### Task to complete
In the entries below, some lines hold the string "struct"; please say how many, giving the number and nothing else.

### Input material
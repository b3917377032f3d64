use std::io::Write;

use anyhow::{Context, Result};
use clap::Parser;

use pootle_sync_core::{BatchDriver, CommandExecutor, ProcessExecutor, SyncConfig};
use tracing::debug;
use tracing_subscriber::{fmt, prelude::*, EnvFilter};

mod styles;

use styles as s;

/// The command-line interface for pootle-sync.
#[derive(Debug, Parser)]
#[command(name = "pootle-sync")]
#[command(version)]
#[command(styles = s::get_clap_styles())]
#[command(about = "Register and synchronize every Pootle FS project under the projects root")]
#[command(
    long_about = "Lists the project directories under the projects root and, for each one,
registers it with Pootle FS and runs fetch, resolve --overwrite and sync.

A failing pootle command is logged to stderr and the batch moves on to the
next project. Re-running is the recovery path."
)]
pub(crate) struct Cli {
    /// Path to a pootle-sync TOML config file. Built-in defaults apply when omitted.
    #[arg(long)]
    config: Option<String>,
}

fn main() -> Result<()> {
    tracing_subscriber::registry()
        .with(fmt::layer().with_writer(std::io::stderr))
        .with(EnvFilter::from_default_env().add_directive(tracing::Level::INFO.into()))
        .init();

    let cli = Cli::parse();
    debug!("parsed cli arguments: {:?}", cli);

    let cfg = load_config(&cli)?;
    let stdout = std::io::stdout();
    execute(&cfg, &ProcessExecutor::new(), &mut stdout.lock())
}

fn load_config(cli: &Cli) -> Result<SyncConfig> {
    match &cli.config {
        Some(path) => SyncConfig::load_from_file(path)
            .with_context(|| format!("unable to load config '{}'", path)),
        None => Ok(SyncConfig::default()),
    }
}

/// Runs one full batch against the configured projects root.
fn execute(cfg: &SyncConfig, executor: &dyn CommandExecutor, out: &mut dyn Write) -> Result<()> {
    BatchDriver::from_config(cfg, executor)
        .run(out)
        .with_context(|| {
            format!(
                "batch aborted for projects root '{}'",
                cfg.projects.root.display()
            )
        })?;
    Ok(())
}

#[cfg(test)]
mod tests {
    use super::*;
    use pootle_sync_core::{CapturedOutput, ExecError, Invocation};
    use std::cell::RefCell;
    use std::fs;
    use tempfile::tempdir;

    #[derive(Debug, Default)]
    struct FailingExecutor {
        calls: RefCell<Vec<String>>,
    }

    impl CommandExecutor for FailingExecutor {
        fn execute(&self, invocation: &Invocation) -> Result<CapturedOutput, ExecError> {
            self.calls.borrow_mut().push(invocation.to_string());
            Ok(CapturedOutput {
                output: b"error\n".to_vec(),
                exit_code: Some(2),
            })
        }
    }

    fn cfg_for(root: &std::path::Path) -> SyncConfig {
        let mut cfg = SyncConfig::default();
        cfg.projects.root = root.to_path_buf();
        cfg
    }

    #[test]
    fn default_config_targets_pootle_root() {
        let cli = Cli::parse_from(["pootle-sync"]);
        let cfg = load_config(&cli).expect("defaults should load");
        assert_eq!(cfg.projects.root.to_str(), Some("/srv/pootle/po"));
        assert_eq!(cfg.tool.program, "pootle");
    }

    #[test]
    fn config_flag_loads_file() {
        let dir = tempdir().unwrap();
        let path = dir.path().join("pootle-sync.toml");
        fs::write(&path, "[tool]\nprogram = \"/usr/local/bin/pootle\"\n").unwrap();

        let cli = Cli::parse_from(["pootle-sync", "--config", path.to_str().unwrap()]);
        let cfg = load_config(&cli).expect("config should load");
        assert_eq!(cfg.tool.program, "/usr/local/bin/pootle");
    }

    #[test]
    fn rejects_positional_arguments() {
        assert!(Cli::try_parse_from(["pootle-sync", "alpha"]).is_err());
    }

    #[test]
    fn failing_commands_still_succeed_overall() {
        let dir = tempdir().unwrap();
        fs::create_dir(dir.path().join("alpha")).unwrap();
        let executor = FailingExecutor::default();
        let mut out = Vec::new();

        execute(&cfg_for(dir.path()), &executor, &mut out).expect("batch should not fail");

        assert_eq!(String::from_utf8(out).unwrap(), "processing: alpha\nDONE\n");
        assert_eq!(executor.calls.borrow().len(), 4);
        assert!(executor.calls.borrow()[0].starts_with("pootle init_fs_project alpha localfs+"));
    }

    #[test]
    fn missing_root_is_fatal() {
        let dir = tempdir().unwrap();
        let executor = FailingExecutor::default();
        let mut out = Vec::new();

        let err = execute(&cfg_for(&dir.path().join("absent")), &executor, &mut out)
            .expect_err("must fail");
        assert!(err.to_string().contains("batch aborted"));
        assert!(out.is_empty());
    }
}
use std::{path::PathBuf, str::FromStr};

use clap::Parser;
use serde_json::{Number, Value};
use training::{
    init_logging, plan_trials, run_sweep, LoggingSettings, ProcessRunner, SweepConfig,
    TrainingError,
};

fn main() {
    if let Err(err) = run() {
        eprintln!("sweep failed: {}", err);
        std::process::exit(1);
    }
}

#[derive(Parser, Debug)]
#[command(author, version, about = "Focal loss alpha/gamma sweep over ATIS and SNIPS", long_about = None)]
struct Args {
    #[arg(
        short,
        long,
        value_name = "PATH",
        help = "Sweep config file (TOML or JSON); built-in grid when omitted"
    )]
    config: Option<PathBuf>,

    #[arg(
        long = "override",
        value_name = "KEY=VALUE",
        help = "Override configuration value using dot-separated paths"
    )]
    overrides: Vec<OverrideArg>,

    #[arg(long, help = "Print the planned training commands without running them")]
    dry_run: bool,
}

#[derive(Debug, Clone)]
struct OverrideArg {
    path: String,
    value: String,
}

impl FromStr for OverrideArg {
    type Err = String;

    fn from_str(s: &str) -> Result<Self, Self::Err> {
        let (path, value) = s
            .split_once('=')
            .ok_or_else(|| "override must be in the form key=value".to_string())?;
        if path.trim().is_empty() {
            return Err("override key must not be empty".into());
        }
        Ok(Self {
            path: path.trim().to_string(),
            value: value.trim().to_string(),
        })
    }
}

fn run() -> Result<(), TrainingError> {
    let args = Args::parse();

    let mut config = match args.config.as_ref() {
        Some(path) => SweepConfig::load(path)?,
        None => SweepConfig::default(),
    };
    if !args.overrides.is_empty() {
        config = apply_overrides(config, &args.overrides)?;
    }
    config.validate()?;

    init_logging(&LoggingSettings::from_config(&config.logging))?;

    if args.dry_run {
        for trial in plan_trials(&config) {
            println!(
                "{}",
                trial.command_line(&config.trainer, &config.output.save_dir)
            );
        }
        println!(
            "{} runs planned; results would be written to {}",
            config.total_runs(),
            config.output.results_file.display()
        );
        return Ok(());
    }

    let config_path = config.save_resolved(args.config.as_deref())?;
    tracing::info!(path = %config_path.display(), "saved sweep config");

    let mut runner = ProcessRunner::new(config.trainer.clone());
    let points = run_sweep(&config, &mut runner)?;
    println!(
        "sweep complete: {} grid points written to {}",
        points.len(),
        config.output.results_file.display()
    );
    Ok(())
}

fn apply_overrides(
    config: SweepConfig,
    overrides: &[OverrideArg],
) -> Result<SweepConfig, TrainingError> {
    let mut value = serde_json::to_value(config).map_err(|err| {
        TrainingError::runtime(format!("failed to serialize config for overrides: {err}"))
    })?;

    for override_arg in overrides {
        let new_value = parse_override_value(&override_arg.value);
        let segments = parse_path(&override_arg.path)?;
        assign_at_path(&mut value, &segments, new_value)?;
    }

    serde_json::from_value(value).map_err(|err| {
        TrainingError::runtime(format!(
            "failed to deserialize config after overrides: {err}"
        ))
    })
}

fn parse_override_value(raw: &str) -> Value {
    let trimmed = raw.trim();
    if trimmed.eq_ignore_ascii_case("true") {
        return Value::Bool(true);
    }
    if trimmed.eq_ignore_ascii_case("false") {
        return Value::Bool(false);
    }
    if trimmed.eq_ignore_ascii_case("null") {
        return Value::Null;
    }
    if let Ok(int_val) = trimmed.parse::<i64>() {
        return Value::Number(Number::from(int_val));
    }
    if let Ok(float_val) = trimmed.parse::<f64>() {
        if let Some(number) = Number::from_f64(float_val) {
            return Value::Number(number);
        }
    }
    if trimmed.starts_with('[') || trimmed.starts_with('{') {
        if let Ok(json_val) = serde_json::from_str::<Value>(trimmed) {
            return json_val;
        }
    }
    Value::String(trimmed.to_string())
}

#[derive(Debug)]
struct PathSegment {
    key: String,
    index: Option<usize>,
}

fn parse_path(path: &str) -> Result<Vec<PathSegment>, TrainingError> {
    path.split('.')
        .map(|segment| {
            if segment.is_empty() {
                return Err(TrainingError::runtime(format!(
                    "empty segment in override path '{}'",
                    path
                )));
            }
            match segment.split_once('[') {
                Some((key, idx_part)) => {
                    let idx_str = idx_part.trim_end_matches(']');
                    let index = idx_str.parse::<usize>().map_err(|err| {
                        TrainingError::runtime(format!(
                            "invalid index in override path '{}': {}",
                            segment, err
                        ))
                    })?;
                    Ok(PathSegment {
                        key: key.to_string(),
                        index: Some(index),
                    })
                }
                None => Ok(PathSegment {
                    key: segment.to_string(),
                    index: None,
                }),
            }
        })
        .collect()
}

fn assign_at_path(
    target: &mut Value,
    segments: &[PathSegment],
    new_value: Value,
) -> Result<(), TrainingError> {
    let Some((segment, rest)) = segments.split_first() else {
        *target = new_value;
        return Ok(());
    };

    if target.is_null() {
        *target = Value::Object(serde_json::Map::new());
    }
    let map = target.as_object_mut().ok_or_else(|| {
        TrainingError::runtime(format!(
            "override path segment '{}' points to non-object value",
            segment.key
        ))
    })?;
    let entry = map.entry(segment.key.clone()).or_insert(Value::Null);

    match segment.index {
        Some(array_index) => {
            if entry.is_null() {
                *entry = Value::Array(Vec::new());
            }
            let array = entry.as_array_mut().ok_or_else(|| {
                TrainingError::runtime(format!(
                    "override path segment '{}' expects array value",
                    segment.key
                ))
            })?;
            if array.len() <= array_index {
                array.resize(array_index + 1, Value::Null);
            }
            assign_at_path(&mut array[array_index], rest, new_value)
        }
        None => assign_at_path(entry, rest, new_value),
    }
}

#[cfg(test)]
mod tests {
    use super::*;

    fn overrides(pairs: &[&str]) -> Vec<OverrideArg> {
        pairs.iter().map(|raw| raw.parse().unwrap()).collect()
    }

    #[test]
    fn overrides_reach_nested_fields() {
        let config = apply_overrides(
            SweepConfig::default(),
            &overrides(&[
                "grid.alphas=[1, 2.5]",
                "grid.seeds[1]=7",
                "trainer.gpu=3",
                "datasets=[\"snips\"]",
                "output.save_dir=runs/focal",
            ]),
        )
        .unwrap();

        assert_eq!(config.grid.alphas, vec![1.0, 2.5]);
        assert_eq!(config.grid.seeds, vec![123, 7, 321]);
        assert_eq!(config.trainer.gpu, 3);
        assert_eq!(config.datasets, vec!["snips"]);
        assert_eq!(config.output.save_dir, PathBuf::from("runs/focal"));
    }

    #[test]
    fn malformed_overrides_are_rejected() {
        assert!("no-equals-sign".parse::<OverrideArg>().is_err());
        assert!("=1".parse::<OverrideArg>().is_err());
        assert!(apply_overrides(SweepConfig::default(), &overrides(&["grid..alphas=1"])).is_err());
        assert!(apply_overrides(SweepConfig::default(), &overrides(&["trainer.gpu=gpu0"])).is_err());
    }
}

### Solution below
5